Christian E. Strecker

John Pilch lehrt Biblische Exegese an der Georgetown University, Washington, D. C. und war über lange Zeit im amerikanischen Gesundheitswesen tätig. Vor diesem Hintergrund hat er in etlichen, verstreut publizierten Aufsätzen Deutungsansätze für die biblischen Heilungserzählungen entwickelt, die zum Innovativsten gehören, was auf diesem Gebiet in den beiden letzten Jahrzehnten veröffentlicht wurde; namentlich J. D. Crossan ließ sich von ihnen inspirieren. Mit dem angezeigten Buch liegen diese nun in überarbeiteter Form und um einen Originalbeitrag erweitert für jedermann leicht zugänglich vor.

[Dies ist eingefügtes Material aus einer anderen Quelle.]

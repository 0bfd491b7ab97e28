pub mod peg;

pub use peg::*;
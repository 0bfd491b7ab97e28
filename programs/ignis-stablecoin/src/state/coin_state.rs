use anchor_lang::prelude::*;

/// Ventura side of the pair. Carries no peg of its own; Ventura is valued
/// through the peg stored in [`crate::StablecoinState`].
#[account]
#[derive(Debug, PartialEq, Eq)]
pub struct CoinState {
    /// The Ventura mint
    pub mint: Pubkey,
    /// Custody account holding the program's own Ventura
    pub reserve: Pubkey,
    /// Operator allowed to mint and burn from custody
    pub reserve_wallet: Pubkey,
    /// Bump seed for PDA derivation
    pub bump: u8,
}

impl CoinState {
    pub const LEN: usize = 8 + // discriminator
        32 + // mint
        32 + // reserve
        32 + // reserve_wallet
        1; // bump
}
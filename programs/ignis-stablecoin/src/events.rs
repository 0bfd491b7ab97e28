use anchor_lang::prelude::*;

use crate::state::Asset;

#[event]
pub struct Initialized {
    pub reserve_wallet: Pubkey,
    pub program_authority: Pubkey,
    pub ignis_mint: Pubkey,
    pub ventura_mint: Pubkey,
    pub peg: u64,
}

#[event]
pub struct Minted {
    pub asset: Asset,
    pub destination: Pubkey,
    pub to_custody: bool,
    pub amount: u64,
    pub total_supply: u64,
}

#[event]
pub struct ReserveBurned {
    pub asset: Asset,
    pub amount: u64,
    pub custodial_balance: u64,
    pub total_supply: u64,
}

#[event]
pub struct Redeemed {
    pub payer: Pubkey,
    pub source: Asset,
    pub amount: u64,
    pub counter_amount: u64,
    pub peg: u64,
}
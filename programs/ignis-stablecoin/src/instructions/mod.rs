pub mod burn_reserve;
pub mod initialize;
pub mod mint_to;
pub mod redeem;

pub use burn_reserve::*;
pub use initialize::*;
pub use mint_to::*;
pub use redeem::*;
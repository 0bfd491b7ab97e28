use fuzz_helpers::*;
use ignis_stablecoin::engine::Holder;
use ignis_stablecoin::error::IgnisError;
use ignis_stablecoin::Asset;

#[tokio::test(flavor = "multi_thread", worker_threads = 4)]
async fn concurrent_redeems_on_one_payer_never_double_spend() {
    let (ledger, setup) = setup_complete_environment(10, None).unwrap();
    let shared = SharedLedger::new(ledger);

    // 16 redeems of 3 against a balance of 10: exactly 3 can succeed
    let tasks: Vec<_> = (0..16)
        .map(|_| {
            let shared = shared.clone();
            let user = setup.user;
            tokio::spawn(async move { shared.redeem(user, Asset::Ignis, 3, user).await })
        })
        .collect();

    let mut succeeded = 0;
    for task in tasks {
        match task.await.unwrap() {
            Ok(received) => {
                assert_eq!(received, 3);
                succeeded += 1;
            }
            Err(e) => assert_eq!(e, IgnisError::InsufficientBalance.into()),
        }
    }

    let ledger = shared.snapshot().await;
    assert_eq!(succeeded, 3);
    assert_eq!(ledger.balance_of(Asset::Ignis, &setup.user), 1);
    assert_eq!(ledger.balance_of(Asset::Ventura, &setup.user), 9);
    ledger.check_invariants().unwrap();
}

#[tokio::test]
async fn independent_assets_mint_and_burn_in_any_order() {
    let mut ledger = setup_ledger();
    let protocol = setup_protocol(&mut ledger, None).unwrap();
    let shared = SharedLedger::new(ledger);
    let wallet = protocol.reserve_wallet;

    let ignis = {
        let shared = shared.clone();
        tokio::spawn(async move {
            for _ in 0..10 {
                shared.mint_to(wallet, Asset::Ignis, 5, Holder::Custody).await?;
                shared.burn_reserve(wallet, Asset::Ignis, 2).await?;
            }
            anchor_lang::Result::Ok(())
        })
    };
    let ventura = {
        let shared = shared.clone();
        tokio::spawn(async move {
            for _ in 0..10 {
                shared.mint_to(wallet, Asset::Ventura, 7, Holder::Custody).await?;
            }
            shared.burn_reserve(wallet, Asset::Ventura, 70).await
        })
    };

    ignis.await.unwrap().unwrap();
    ventura.await.unwrap().unwrap();

    let ledger = shared.snapshot().await;
    assert_eq!(ledger.mint_ledger(Asset::Ignis).total_supply, 30);
    assert_eq!(ledger.custodial_balance(Asset::Ignis), 30);
    assert_eq!(ledger.mint_ledger(Asset::Ventura).total_supply, 0);
    ledger.check_invariants().unwrap();
}
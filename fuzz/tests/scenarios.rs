use anchor_lang::prelude::Pubkey;
use fuzz_helpers::*;
use ignis_stablecoin::engine::Holder;
use ignis_stablecoin::error::IgnisError;
use ignis_stablecoin::{Asset, PEG_ONE};

fn assert_rejected(result: anchor_lang::Result<impl std::fmt::Debug>, expected: IgnisError) {
    match result {
        Ok(value) => panic!("expected {expected:?}, operation succeeded with {value:?}"),
        Err(e) => assert_eq!(e, expected.into()),
    }
}

#[test]
fn initialize_starts_every_record_at_zero() {
    let mut ledger = setup_ledger();
    let protocol = setup_protocol(&mut ledger, None).unwrap();

    for asset in Asset::ALL {
        assert_eq!(ledger.mint_ledger(asset).total_supply, 0);
        let reserve = ledger.reserve_record(asset).unwrap();
        assert_eq!(reserve.custodial_balance, 0);
        assert_eq!(reserve.reserve_wallet, protocol.reserve_wallet);
    }
    assert_eq!(ledger.peg(), Some(PEG_ONE));

    let deployment = ledger.deployment().unwrap();
    for config in &deployment.configs {
        assert_eq!(config.decimals, 6);
        assert_eq!(config.mint_authority, protocol.program_authority);
        assert_eq!(config.freeze_authority, protocol.program_authority);
    }
    assert_eq!(
        deployment.stablecoin.mint,
        derive_mint_pda(&protocol.program_id, Asset::Ignis).0
    );
    assert_eq!(
        deployment.coin.reserve,
        derive_reserve_pda(&protocol.program_id, &deployment.coin.mint).0
    );
}

#[test]
fn initialize_twice_is_rejected() {
    let mut ledger = setup_ledger();
    let protocol = setup_protocol(&mut ledger, None).unwrap();
    let before = ledger.clone();

    assert_rejected(
        ledger.initialize(&protocol.reserve_wallet, &protocol.reserve_wallet, None),
        IgnisError::AlreadyInitialized,
    );
    assert_eq!(before, ledger);
}

#[test]
fn initialize_requires_control_of_reserve_wallet() {
    let mut ledger = setup_ledger();
    let wallet = Pubkey::new_unique();

    assert_rejected(
        ledger.initialize(&Pubkey::new_unique(), &wallet, None),
        IgnisError::Unauthorized,
    );
    assert_rejected(ledger.initialize(&wallet, &wallet, Some(0)), IgnisError::InvalidPeg);
    assert!(ledger.deployment().is_none());
}

#[test]
fn operations_before_initialize_are_rejected() {
    let mut ledger = setup_ledger();
    let wallet = Pubkey::new_unique();

    assert_rejected(
        ledger.mint_to(&wallet, Asset::Ignis, 1, Holder::Custody),
        IgnisError::NotInitialized,
    );
    assert_rejected(ledger.redeem(&wallet, Asset::Ignis, 1, &wallet), IgnisError::NotInitialized);
}

#[test]
fn mint_to_user_credits_supply_and_balance() {
    let (ledger, setup) = setup_complete_environment(2, None).unwrap();

    assert_eq!(ledger.mint_ledger(Asset::Ignis).total_supply, 2);
    assert_eq!(ledger.balance_of(Asset::Ignis, &setup.user), 2);
    assert_eq!(ledger.custodial_balance(Asset::Ignis), 0);
    ledger.check_invariants().unwrap();
}

#[test]
fn redeem_after_mint_moves_value_to_ventura() {
    let (mut ledger, setup) = setup_complete_environment(2, None).unwrap();

    let received = ledger
        .redeem(&setup.user, Asset::Ignis, 2, &setup.user)
        .unwrap();

    assert_eq!(received, 2);
    assert_eq!(ledger.mint_ledger(Asset::Ignis).total_supply, 0);
    assert_eq!(ledger.balance_of(Asset::Ignis, &setup.user), 0);
    assert_eq!(ledger.mint_ledger(Asset::Ventura).total_supply, 2);
    assert_eq!(ledger.balance_of(Asset::Ventura, &setup.user), 2);
    ledger.check_invariants().unwrap();
}

#[test]
fn mint_then_redeem_keeps_ignis_supply_and_grows_ventura_by_peg() {
    let peg = 1_250_000;
    let (mut ledger, setup) = setup_complete_environment(40, Some(peg)).unwrap();
    let ignis_before = ledger.mint_ledger(Asset::Ignis).total_supply;
    let ventura_before = ledger.mint_ledger(Asset::Ventura).total_supply;

    mint_tokens_to_user(&mut ledger, &setup.protocol, Asset::Ignis, &setup.user, 8).unwrap();
    let received = ledger
        .redeem(&setup.user, Asset::Ignis, 8, &setup.user)
        .unwrap();

    assert_eq!(received, 10);
    assert_eq!(ledger.mint_ledger(Asset::Ignis).total_supply, ignis_before);
    assert_eq!(
        ledger.mint_ledger(Asset::Ventura).total_supply,
        ventura_before + 10
    );
}

#[test]
fn redeem_ventura_back_to_ignis() {
    let peg = 2 * PEG_ONE;
    let (mut ledger, setup) = setup_complete_environment(5, Some(peg)).unwrap();

    assert_eq!(
        ledger
            .redeem(&setup.user, Asset::Ignis, 5, &setup.user)
            .unwrap(),
        10
    );
    assert_eq!(ledger.quote_redeem(Asset::Ventura, 7).unwrap(), 3);
    assert_eq!(
        ledger
            .redeem(&setup.user, Asset::Ventura, 7, &setup.user)
            .unwrap(),
        3
    );

    assert_eq!(ledger.balance_of(Asset::Ventura, &setup.user), 3);
    assert_eq!(ledger.balance_of(Asset::Ignis, &setup.user), 3);
    ledger.check_invariants().unwrap();
}

#[test]
fn mint_to_custody_then_burn_reserve_empties_both() {
    let mut ledger = setup_ledger();
    let protocol = setup_protocol(&mut ledger, None).unwrap();

    ledger
        .mint_to(&protocol.reserve_wallet, Asset::Ignis, 2, Holder::Custody)
        .unwrap();
    assert_eq!(ledger.reserve_record(Asset::Ignis).unwrap().custodial_balance, 2);
    assert_eq!(ledger.mint_ledger(Asset::Ignis).total_supply, 2);

    ledger
        .burn_reserve(&protocol.reserve_wallet, Asset::Ignis, 2)
        .unwrap();
    assert_eq!(ledger.mint_ledger(Asset::Ignis).total_supply, 0);
    assert_eq!(ledger.reserve_record(Asset::Ignis).unwrap().custodial_balance, 0);
}

#[test]
fn burn_reserve_beyond_custody_changes_nothing() {
    let (mut ledger, setup) = setup_complete_environment(10, None).unwrap();
    ledger
        .mint_to(&setup.protocol.reserve_wallet, Asset::Ignis, 3, Holder::Custody)
        .unwrap();
    let before = ledger.clone();

    // user balances back the supply but are never burnable from here
    assert_rejected(
        ledger.burn_reserve(&setup.protocol.reserve_wallet, Asset::Ignis, 4),
        IgnisError::InsufficientReserve,
    );
    assert_eq!(before, ledger);
}

#[test]
fn rejected_operations_leave_ledger_identical() {
    let (mut ledger, setup) = setup_complete_environment(5, Some(PEG_ONE / 2)).unwrap();
    let stranger = Pubkey::new_unique();
    let wallet = setup.protocol.reserve_wallet;
    let before = ledger.clone();

    assert_rejected(
        ledger.mint_to(&stranger, Asset::Ignis, 1, Holder::Owner(stranger)),
        IgnisError::Unauthorized,
    );
    assert_rejected(
        ledger.mint_to(&wallet, Asset::Ventura, 0, Holder::Custody),
        IgnisError::InvalidAmount,
    );
    assert_rejected(
        ledger.burn_reserve(&stranger, Asset::Ignis, 1),
        IgnisError::Unauthorized,
    );
    assert_rejected(
        ledger.redeem(&stranger, Asset::Ignis, 2, &setup.user),
        IgnisError::Unauthorized,
    );
    assert_rejected(
        ledger.redeem(&setup.user, Asset::Ignis, 6, &setup.user),
        IgnisError::InsufficientBalance,
    );
    assert_rejected(
        ledger.redeem(&setup.user, Asset::Ignis, 1, &setup.user),
        IgnisError::RedemptionBelowMinimum,
    );
    assert_rejected(
        ledger.mint_to(&wallet, Asset::Ignis, u64::MAX, Holder::Custody),
        IgnisError::Overflow,
    );

    assert_eq!(before, ledger);
}

#[test]
fn redeem_overflowing_counter_supply_is_rejected() {
    let (mut ledger, setup) = setup_complete_environment(10, None).unwrap();
    ledger
        .mint_to(
            &setup.protocol.reserve_wallet,
            Asset::Ventura,
            u64::MAX - 5,
            Holder::Custody,
        )
        .unwrap();
    let before = ledger.clone();

    assert_rejected(
        ledger.redeem(&setup.user, Asset::Ignis, 10, &setup.user),
        IgnisError::Overflow,
    );
    assert_eq!(before, ledger);
    assert_eq!(
        ledger
            .redeem(&setup.user, Asset::Ignis, 5, &setup.user)
            .unwrap(),
        5
    );
}

#[test]
fn custody_stays_within_supply_across_mixed_operations() {
    let (mut ledger, setup) = setup_complete_environment(100, Some(3 * PEG_ONE)).unwrap();
    let wallet = setup.protocol.reserve_wallet;

    ledger.mint_to(&wallet, Asset::Ventura, 50, Holder::Custody).unwrap();
    ledger.redeem(&setup.user, Asset::Ignis, 30, &setup.user).unwrap();
    ledger.burn_reserve(&wallet, Asset::Ventura, 20).unwrap();
    ledger.redeem(&setup.user, Asset::Ventura, 89, &setup.user).unwrap();

    for asset in Asset::ALL {
        let reserve = ledger.reserve_record(asset).unwrap();
        assert!(reserve.custodial_balance <= ledger.mint_ledger(asset).total_supply);
    }
    assert_eq!(ledger.custodial_balance(Asset::Ventura), 30);
    ledger.check_invariants().unwrap();
}

#[test]
fn mint_to_program_authority_outside_custody_is_rejected() {
    let mut ledger = setup_ledger();
    let protocol = setup_protocol(&mut ledger, None).unwrap();
    let before = ledger.clone();

    assert_rejected(
        ledger.mint_to(
            &protocol.reserve_wallet,
            Asset::Ignis,
            5,
            Holder::Owner(protocol.program_authority),
        ),
        IgnisError::InvalidCustodyAccount,
    );
    assert_eq!(before, ledger);

    // value reaches the program authority only as burnable custody
    ledger
        .mint_to(&protocol.reserve_wallet, Asset::Ignis, 5, Holder::Custody)
        .unwrap();
    ledger
        .burn_reserve(&protocol.reserve_wallet, Asset::Ignis, 5)
        .unwrap();
    assert_eq!(ledger.mint_ledger(Asset::Ignis).total_supply, 0);
    ledger.check_invariants().unwrap();
}
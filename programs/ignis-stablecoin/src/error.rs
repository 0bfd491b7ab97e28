use anchor_lang::prelude::*;

#[error_code]
pub enum IgnisError {
    #[msg("Issuance records already exist")]
    AlreadyInitialized,
    #[msg("Issuance records have not been created")]
    NotInitialized,
    #[msg("Caller does not hold the required authority")]
    Unauthorized,
    #[msg("Amount must be greater than zero")]
    InvalidAmount,
    #[msg("Payer balance is lower than the requested amount")]
    InsufficientBalance,
    #[msg("Custodial balance is lower than the requested amount")]
    InsufficientReserve,
    #[msg("Supply or balance would exceed the representable range")]
    Overflow,
    #[msg("Redeemed amount converts to zero units of the counter asset")]
    RedemptionBelowMinimum,
    #[msg("Peg must be greater than zero")]
    InvalidPeg,
    #[msg("Account does not belong to the selected asset")]
    AssetMismatch,
    #[msg("Account is owned by the program authority but is not the recorded custody account")]
    InvalidCustodyAccount,
    #[msg("Ledger invariant violated")]
    InvariantViolation,
}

Nachdrücklich wendet sich P. gegen die verbreitete Gewohnheit, antike Heilungsberichte im Horizont der modernen westlichen Medizin als vermeintlich universal gültigem Paradigma auszulegen. Solcher "medicocentrism" impliziere zwangsläufig anachronistische und ethnozentrische Fehldeutungen (19.91). Um nun den fraglichen Texten besser, d. h. gemäß der ihnen eingelagerten spezifischen Weltsicht gerecht zu werden, rekurriert P. auf Einsichten und Modelle der Kulturanthropologie, insbesondere auf solche der Medizinanthropologie. Diese stellt er in den beiden ersten Kapiteln (1-17.19-36) zunächst anschaulich vor. Eine erste Anwendung erfolgt im dritten Kapitel mit Blick auf die angebliche Thematisierung von Lepra in der Bibel (39-54). In vier weiteren Kapiteln appliziert P. seinen Zugang unter je erneuter Entfaltung der Modelle auf die Heilungsberichte der Evangelien inkl. der Acta (57-138).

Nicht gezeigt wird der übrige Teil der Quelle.